use chrono::{DateTime, Utc};
use serde::{Deserialize, Serialize};

/// A word pair read from the input sheet.
#[derive(Debug, Clone, PartialEq, Eq, Default, Serialize, Deserialize)]
pub struct RawFlashcard {
    pub russian: String,
    pub english: String,
    #[serde(default)]
    pub part_of_speech: Option<String>,
}

impl RawFlashcard {
    pub fn new(russian: impl Into<String>, english: impl Into<String>) -> Self {
        Self {
            russian: russian.into(),
            english: english.into(),
            part_of_speech: None,
        }
    }

    pub fn with_part_of_speech(mut self, part_of_speech: impl Into<String>) -> Self {
        self.part_of_speech = Some(part_of_speech.into());
        self
    }
}

/// A fully enriched flashcard.
///
/// `russian` and `english` are always the input pair; enrichment only fills
/// the remaining fields. Media fields hold filenames relative to the media
/// directory, or are empty when nothing was downloaded.
#[derive(Debug, Clone, PartialEq)]
pub struct Flashcard {
    pub id: usize,
    pub russian: String,
    pub english: String,
    pub part_of_speech: String,
    pub definition: String,
    /// Never populated; dictionary examples are not carried over.
    pub example: String,
    pub ipa_uk: String,
    pub ipa_us: String,
    pub audio_uk: String,
    pub audio_us: String,
    pub image_path: String,
    pub created_at: DateTime<Utc>,
    pub updated_at: DateTime<Utc>,
}

impl Flashcard {
    /// A card carrying only the identity fields and fresh timestamps.
    pub fn bare(id: usize, raw: &RawFlashcard) -> Self {
        let now = Utc::now();
        Self {
            id,
            russian: raw.russian.clone(),
            english: raw.english.clone(),
            part_of_speech: String::new(),
            definition: String::new(),
            example: String::new(),
            ipa_uk: String::new(),
            ipa_us: String::new(),
            audio_uk: String::new(),
            audio_us: String::new(),
            image_path: String::new(),
            created_at: now,
            updated_at: now,
        }
    }

    /// Keep only what the sheet provided, clearing every enrichment field.
    pub fn reset_to_sheet_data(&mut self, raw: &RawFlashcard) {
        self.part_of_speech = raw.part_of_speech.clone().unwrap_or_default();
        self.definition.clear();
        self.example.clear();
        self.ipa_uk.clear();
        self.ipa_us.clear();
        self.audio_uk.clear();
        self.audio_us.clear();
        self.image_path.clear();
    }

    pub fn has_dictionary_data(&self) -> bool {
        !self.definition.is_empty() || !self.ipa_uk.is_empty() || !self.ipa_us.is_empty()
    }

    pub fn to_export(&self) -> ExportFlashcard {
        ExportFlashcard {
            id: self.id,
            russian: self.russian.clone(),
            english: self.english.clone(),
            part_of_speech: self.part_of_speech.clone(),
            definition: self.definition.clone(),
            example: self.example.clone(),
            ipa_uk: self.ipa_uk.clone(),
            ipa_us: self.ipa_us.clone(),
            audio_uk: self.audio_uk.clone(),
            audio_us: self.audio_us.clone(),
            image: self.image_path.clone(),
        }
    }
}

/// The record shape consumed by the deck packaging step.
#[derive(Debug, Clone, PartialEq, Eq, Serialize, Deserialize)]
pub struct ExportFlashcard {
    pub id: usize,
    pub russian: String,
    pub english: String,
    pub part_of_speech: String,
    pub definition: String,
    pub example: String,
    pub ipa_uk: String,
    pub ipa_us: String,
    pub audio_uk: String,
    pub audio_us: String,
    pub image: String,
}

::::

What to work on: From the entries above, extract each line containing "PartialEq".

Answer to this exercise:
#[derive(Debug, Clone, PartialEq, Eq, Default, Serialize, Deserialize)]
#[derive(Debug, Clone, PartialEq)]
#[derive(Debug, Clone, PartialEq, Eq, Serialize, Deserialize)]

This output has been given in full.